Sister Bertha clung to silence like a shut door.
“Can a short-tempered person be the Holy Maiden?”
“You—” Sister Bertha finally spoke, breath thin as a thread. “You can become the Holy Maiden.” The words came from the heart, yet carried twilight fatigue, like a reply given just to keep the evening calm.
“Then do you approve of me?” Alina narrowed her eyes and stared at her injured foot, as if studying a picture that broke the rules of the world.
“The believers’ approval matters more than mine.”
“But they take me for Melvina.”
“You can explain.”
“Before that, I want your approval.”
“You can become the Holy Maiden,” Sister Bertha repeated, the same petal falling twice.
In Alina’s ears, the words clumped like a wrong thing swallowed—neither spit out nor digested, a stone lodged in the throat.
To her, someone who’d been devoured by anger, losing poise, a heart boiling with ugly thoughts, could not win true approval by polishing manners alone—this was a matter of character, not training the flesh.
“You still don’t approve of me,” Alina said, bitter as rain on metal. A thin, self-mocking smile. “If it were Melvina, she’d glide through this.”
“What else must I do to approve you? You won’t even believe me.”
“Think about why I won’t believe.”
Sister Bertha’s bluish face floated out of the dark like a moon behind fog, and she apologized with pain. “About that matter... I’m truly sorry... you can become the Holy Maiden... I mean it...”
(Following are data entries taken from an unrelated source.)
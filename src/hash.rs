//! SHA-1 object identity for Git repositories.
//!
//! Hashes appear in every data structure and inside tight loops (pack index
//! binary search, tree comparisons), so [`ObjectHash`] is a plain 20-byte
//! value type with no heap indirection. Two textual forms exist: binary
//! (20 bytes) and hex (40 lowercase characters), with the round-trip
//! invariant `parse(format(h)) == h`. The all-zero hash is a valid sentinel
//! for "absent" (reflog creation entries, unborn branches).

use std::{fmt::Display, io, str::FromStr};

use serde::{Deserialize, Serialize};
use sha1::{Digest, Sha1};

use crate::{errors::GitError, internal::object::types::ObjectType};

/// Byte length of a SHA-1 object id.
pub const HASH_SIZE: usize = 20;

/// Hex string length of a SHA-1 object id.
pub const HASH_HEX_LEN: usize = 40;

/// Concrete object id value carrying the 20 SHA-1 bytes.
///
/// Supports conversion to/from hex strings, byte slices, and stream reading.
/// Equality and ordering are byte-wise.
#[derive(
    Clone, Copy, Debug, PartialEq, Eq, Hash, PartialOrd, Ord, Default, Deserialize, Serialize,
)]
pub struct ObjectHash(pub [u8; HASH_SIZE]);

impl Display for ObjectHash {
    fn fmt(&self, f: &mut std::fmt::Formatter) -> std::fmt::Result {
        write!(f, "{}", hex::encode(self.0))
    }
}

impl AsRef<[u8]> for ObjectHash {
    fn as_ref(&self) -> &[u8] {
        self.0.as_slice()
    }
}

/// Parse 40 hex characters (case-insensitive) into an `ObjectHash`.
impl FromStr for ObjectHash {
    type Err = GitError;

    fn from_str(s: &str) -> Result<Self, Self::Err> {
        if s.len() != HASH_HEX_LEN {
            return Err(GitError::InvalidHashValue(s.to_string()));
        }
        let mut h = [0u8; HASH_SIZE];
        let bytes = hex::decode(s).map_err(|_| GitError::InvalidHashValue(s.to_string()))?;
        h.copy_from_slice(bytes.as_slice());
        Ok(ObjectHash(h))
    }
}

impl ObjectHash {
    /// The all-zero sentinel hash ("absent").
    pub const fn zero() -> ObjectHash {
        ObjectHash([0u8; HASH_SIZE])
    }

    /// True for the all-zero sentinel.
    pub fn is_zero(&self) -> bool {
        self.0.iter().all(|b| *b == 0)
    }

    /// Compute the SHA-1 of raw data.
    pub fn new(data: &[u8]) -> ObjectHash {
        let digest = Sha1::digest(data);
        let mut bytes = [0u8; HASH_SIZE];
        bytes.copy_from_slice(digest.as_ref());
        ObjectHash(bytes)
    }

    /// Compute the Git object id for a typed body:
    /// `sha1("<type> <len>\0" || data)`.
    pub fn from_type_and_data(object_type: ObjectType, data: &[u8]) -> ObjectHash {
        let mut hasher = Sha1::new();
        hasher.update(object_type.to_bytes());
        hasher.update(b" ");
        hasher.update(data.len().to_string().as_bytes());
        hasher.update(b"\x00");
        hasher.update(data);
        let mut bytes = [0u8; HASH_SIZE];
        bytes.copy_from_slice(hasher.finalize().as_ref());
        ObjectHash(bytes)
    }

    /// Create an `ObjectHash` from a 20-byte slice.
    pub fn from_bytes(bytes: &[u8]) -> Result<ObjectHash, GitError> {
        if bytes.len() != HASH_SIZE {
            return Err(GitError::InvalidHashValue(format!(
                "byte length {} (expected {HASH_SIZE})",
                bytes.len()
            )));
        }
        let mut h = [0u8; HASH_SIZE];
        h.copy_from_slice(bytes);
        Ok(ObjectHash(h))
    }

    /// Read 20 raw hash bytes from a stream.
    pub fn from_stream(data: &mut impl io::Read) -> io::Result<ObjectHash> {
        let mut h = [0u8; HASH_SIZE];
        data.read_exact(&mut h)?;
        Ok(ObjectHash(h))
    }

    /// Return raw bytes of the hash.
    pub fn to_data(self) -> Vec<u8> {
        self.0.to_vec()
    }
}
“There’s only one nun in the Sacred Cathedral—me. Other than me, who else could become the Holy Maiden?”
“Cheryl... what have you become?”
Alina fell silent. Indescribable feelings heaved like a black sea, and she felt her body wedged in the seams of jagged rocks.
All around, dead stillness. No trace of water, no brush of green; color and light felt extinct, like a sky with no sun, no moon, no star.
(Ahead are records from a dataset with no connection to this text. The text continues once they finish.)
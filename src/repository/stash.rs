//! Stash enumeration: Git records stashes as the reflog of `refs/stash`,
//! newest entry last in the file. The reader surfaces them newest first,
//! matching `git stash list` order.

use serde::{Deserialize, Serialize};

use crate::{
    errors::GitError,
    hash::ObjectHash,
    internal::object::signature::Signature,
    repository::reflog::parse_reflog,
};

/// One stash: the stash commit, who created it, and the stash message.
#[derive(Debug, Clone, PartialEq, Eq, Serialize, Deserialize)]
pub struct Stash {
    pub target: ObjectHash,
    pub committer: Signature,
    pub message: String,
}

/// Parse the `logs/refs/stash` reflog into stashes, newest first.
pub fn parse_stashes(text: &str) -> Result<Vec<Stash>, GitError> {
    let mut stashes: Vec<Stash> = parse_reflog(text)?
        .into_iter()
        .map(|entry| Stash {
            target: entry.new,
            committer: entry.committer,
            message: entry.message,
        })
        .collect();
    stashes.reverse();
    Ok(stashes)
}

#[cfg(test)]
mod tests {
    use super::parse_stashes;

    const ZERO: &str = "0000000000000000000000000000000000000000";
    const A: &str = "1111111111111111111111111111111111111111";
    const B: &str = "2222222222222222222222222222222222222222";

    /// Stashes come back newest first with their messages.
    #[test]
    fn newest_first() {
        let text = format!(
            "{ZERO} {A} Bob <b@example.com> 1700000000 +0000\tWIP on main: abc first\n\
             {A} {B} Bob <b@example.com> 1700001000 +0000\tWIP on main: def second\n"
        );
        let stashes = parse_stashes(&text).unwrap();
        assert_eq!(stashes.len(), 2);
        assert_eq!(stashes[0].message, "WIP on main: def second");
        assert_eq!(stashes[0].target.to_string(), B);
        assert_eq!(stashes[1].message, "WIP on main: abc first");
    }
}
Only gloom and thin mist took turns onstage in a silent play, marking the wild borders of consciousness, and birthing a strange, wordless abundance.
When the mist fell, birds with blade-sharp beaks wheeled down, cruelly pecking flesh from her bones. When night blanketed the land and the birds vanished, the wounds would be filled by something nameless, soft as fog.
She couldn’t grasp the nature of that substitute. She couldn’t judge if it deserved to exist.
The wounded body and the filler split her in two—herself, and something drifting just beyond herself.
When the pain climbed to the unbearable, her awareness slipped free of the flesh. From a dimension without pain, she watched the shell called Alina Cheryl endure, steady as a stone in rain.
Then came a shedding, a turning over of the earth.
Colors she once knew wore a strange filter, like glass dipped in riverlight. Tiny sounds she’d ignored rang bright. What she ought to hear felt sealed in some unreachable field.
At dawn, the news of the Holy Maiden’s coronation swept through Naghtown like wind through wheat.
Residents flooded the nave of the Sacred Cathedral, a tide of faces turned to the closed side door.
Time passed like beads dropping—one by one, clear and slow.
At last, under a thousand expectant eyes, a veiled woman walked out, each step steady as a bell stroke.
She wore a long dress whose color slipped in the cathedral light. White stripes ran from collar to hem. With her steps, they fused into a bold band, then dissolved into countless fine lines, like sunlit ripples on a lake, flickering and alive.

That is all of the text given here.